(Task brief)
Below are entries. Reproduce exactly the lines between the line holding "cancel token fires." and the line holding "let winner = match", inclusive, and only those.

[Stored data entries]
○ ○ ○ ○ ○ ○ ○

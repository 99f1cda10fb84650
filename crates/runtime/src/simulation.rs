//! Synchronous tick loop driving decision and execution for every agent.
//!
//! [`Simulation`] owns the authoritative [`Battlefield`], one
//! [`DecisionMaker`] per agent and a shared [`ActionExecutor`]. Construction
//! goes through [`SimulationBuilder`].

use std::collections::BTreeMap;

use battle_core::{
    ActionExecutor, AgentId, BattleConfig, Battlefield, CancelToken, DecisionHistory,
    DecisionMaker, Effect, EvaluatorKind, ExecutionContext, ExecutionStats, Tick,
};
use tracing::{debug, info, warn};

use crate::error::{Result, RuntimeError};
use crate::report::{BattleOutcome, StopReason, TickEntry, TickReport};

pub struct Simulation {
    config: BattleConfig,
    battlefield: Battlefield,
    makers: BTreeMap<AgentId, DecisionMaker>,
    executor: ActionExecutor,
    cancel: CancelToken,
}

impl Simulation {
    pub fn builder() -> SimulationBuilder {
        SimulationBuilder::new()
    }

    /// Builds a simulation from a loaded scenario, honouring each agent's
    /// evaluator choice.
    #[cfg(feature = "scenarios")]
    pub fn from_scenario(scenario: &battle_content::Scenario, config: BattleConfig) -> Result<Self> {
        let battlefield = scenario
            .build_battlefield()
            .map_err(|e| RuntimeError::InvalidScenario(format!("{e:#}")))?;
        Self::builder()
            .config(config)
            .battlefield(battlefield)
            .evaluators(scenario.evaluators())
            .build()
    }

    pub fn config(&self) -> &BattleConfig {
        &self.config
    }

    pub fn battlefield(&self) -> &Battlefield {
        &self.battlefield
    }

    pub fn tick(&self) -> Tick {
        self.battlefield.tick
    }

    pub fn stats(&self) -> &ExecutionStats {
        self.executor.stats()
    }

    /// Token that withdraws every not-yet-executing action and stops [`Self::run`].
    pub fn cancel_token(&self) -> CancelToken {
        self.cancel.clone()
    }

    pub fn decision_history(&self, agent: AgentId) -> Result<&DecisionHistory> {
        self.makers
            .get(&agent)
            .map(DecisionMaker::history)
            .ok_or(RuntimeError::UnknownAgent(agent))
    }

    pub fn evaluator_name(&self, agent: AgentId) -> Result<&'static str> {
        self.makers
            .get(&agent)
            .map(|maker| maker.evaluator().name())
            .ok_or(RuntimeError::UnknownAgent(agent))
    }

    /// Returns why the battle is over, or `None` while it is still contested.
    pub fn verdict(&self) -> Option<StopReason> {
        match self.battlefield.living_teams().len() {
            0 => Some(StopReason::Annihilation),
            1 => Some(StopReason::Victory),
            _ => None,
        }
    }

    /// Runs one tick: every living agent, in ascending id order, decides
    /// against the current battlefield and executes immediately.
    pub fn step(&mut self) -> TickReport {
        let tick = self.battlefield.tick;
        let order: Vec<AgentId> = self
            .battlefield
            .agents()
            .filter(|agent| agent.alive)
            .map(|agent| agent.id)
            .collect();

        let mut report = TickReport {
            tick,
            ..TickReport::default()
        };

        for id in order {
            // may have died earlier this tick
            let Some(snapshot) = self.battlefield.snapshot(id).filter(|s| s.alive) else {
                continue;
            };
            let Some(maker) = self.makers.get_mut(&id) else {
                warn!(agent = %id, "no decision maker registered, skipping");
                continue;
            };

            let visible = self.battlefield.visible_to(id);
            let decision = maker.decide(&snapshot, &visible, &self.battlefield.bounds);

            let ctx = ExecutionContext::new(
                decision.action,
                snapshot,
                &mut self.battlefield,
                self.config.execution.validation_level,
            )
            .with_cancel(self.cancel.clone());
            let result = self.executor.execute(ctx);

            for effect in result.effects() {
                if let Effect::TargetDefeated { target } = effect {
                    info!(tick = %tick, agent = %id, target = %target, "agent defeated");
                    report.defeated.push(*target);
                }
            }

            debug!(
                tick = %tick,
                agent = %id,
                action = %decision.action,
                fallback = decision.fallback,
                status = %result.status,
                "turn resolved"
            );
            report.entries.push(TickEntry {
                agent: id,
                decision,
                result,
            });
        }

        self.battlefield.advance_tick();
        debug!(
            tick = %tick,
            turns = report.entries.len(),
            fallbacks = report.fallbacks(),
            "tick complete"
        );
        report
    }

    /// Steps until one team remains, the tick limit is reached, or the
    /// cancel token fires.
    pub fn run(&mut self) -> BattleOutcome {
        self.run_with(|_| {})
    }

    /// Like [`Self::run`], handing every tick report to `observe`.
    pub fn run_with(&mut self, mut observe: impl FnMut(&TickReport)) -> BattleOutcome {
        info!(
            agents = self.battlefield.living_count(),
            teams = self.battlefield.living_teams().len(),
            max_ticks = self.config.max_ticks,
            "battle started"
        );

        let mut ticks = 0;
        let reason = loop {
            if self.cancel.is_cancelled() {
                break StopReason::Cancelled;
            }
            if let Some(reason) = self.verdict() {
                break reason;
            }
            if ticks >= self.config.max_ticks {
                break StopReason::TickLimit;
            }
            let report = self.step();
            observe(&report);
            ticks += 1;
        };

        let winner = match reason {
            StopReason::Victory => self.battlefield.living_teams().first().copied(),
            _ => None,
        };
        let outcome = BattleOutcome {
            reason,
            winner,
            ticks,
            survivors: self
                .battlefield
                .agents()
                .filter(|agent| agent.alive)
                .map(|agent| agent.id)
                .collect(),
            stats: *self.executor.stats(),
        };
        info!(%outcome, "battle finished");
        outcome
    }
}

/// Builder for [`Simulation`].
pub struct SimulationBuilder {
    config: BattleConfig,
    battlefield: Option<Battlefield>,
    default_evaluator: EvaluatorKind,
    evaluators: BTreeMap<AgentId, EvaluatorKind>,
    cancel: Option<CancelToken>,
}

impl SimulationBuilder {
    pub fn new() -> Self {
        Self {
            config: BattleConfig::default(),
            battlefield: None,
            default_evaluator: EvaluatorKind::Default,
            evaluators: BTreeMap::new(),
            cancel: None,
        }
    }

    pub fn config(mut self, config: BattleConfig) -> Self {
        self.config = config;
        self
    }

    pub fn battlefield(mut self, battlefield: Battlefield) -> Self {
        self.battlefield = Some(battlefield);
        self
    }

    /// Evaluator for agents without an explicit choice.
    pub fn default_evaluator(mut self, kind: EvaluatorKind) -> Self {
        self.default_evaluator = kind;
        self
    }

    pub fn evaluator(mut self, agent: AgentId, kind: EvaluatorKind) -> Self {
        self.evaluators.insert(agent, kind);
        self
    }

    pub fn evaluators(mut self, evaluators: BTreeMap<AgentId, EvaluatorKind>) -> Self {
        self.evaluators.extend(evaluators);
        self
    }

    /// Shares an externally owned cancel token.
    pub fn cancel_token(mut self, token: CancelToken) -> Self {
        self.cancel = Some(token);
        self
    }

    pub fn build(self) -> Result<Simulation> {
        let battlefield = self.battlefield.ok_or(RuntimeError::MissingBattlefield)?;
        if battlefield.is_empty() {
            return Err(RuntimeError::EmptyRoster);
        }
        if let Some(unknown) = self
            .evaluators
            .keys()
            .find(|id| battlefield.agent(**id).is_none())
        {
            return Err(RuntimeError::UnknownAgent(*unknown));
        }

        let makers = battlefield
            .ids()
            .map(|id| {
                let kind = self
                    .evaluators
                    .get(&id)
                    .copied()
                    .unwrap_or(self.default_evaluator);
                (id, DecisionMaker::with_kind(kind, self.config.decision.clone()))
            })
            .collect();
        let executor =
            ActionExecutor::new(self.config.execution.clone(), self.config.decision.clone());

        info!(
            agents = battlefield.len(),
            seed = battlefield.seed,
            level = %self.config.execution.validation_level,
            "simulation built"
        );

        Ok(Simulation {
            config: self.config,
            battlefield,
            makers,
            executor,
            cancel: self.cancel.unwrap_or_default(),
        })
    }
}

impl Default for SimulationBuilder {
    fn default() -> Self {
        Self::new()
    }
}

○ ○ ○ ○ ○ ○ ○

(Finished exercise)
    /// cancel token fires.
    pub fn run(&mut self) -> BattleOutcome {
        self.run_with(|_| {})
    }

    /// Like [`Self::run`], handing every tick report to `observe`.
    pub fn run_with(&mut self, mut observe: impl FnMut(&TickReport)) -> BattleOutcome {
        info!(
            agents = self.battlefield.living_count(),
            teams = self.battlefield.living_teams().len(),
            max_ticks = self.config.max_ticks,
            "battle started"
        );

        let mut ticks = 0;
        let reason = loop {
            if self.cancel.is_cancelled() {
                break StopReason::Cancelled;
            }
            if let Some(reason) = self.verdict() {
                break reason;
            }
            if ticks >= self.config.max_ticks {
                break StopReason::TickLimit;
            }
            let report = self.step();
            observe(&report);
            ticks += 1;
        };

        let winner = match reason {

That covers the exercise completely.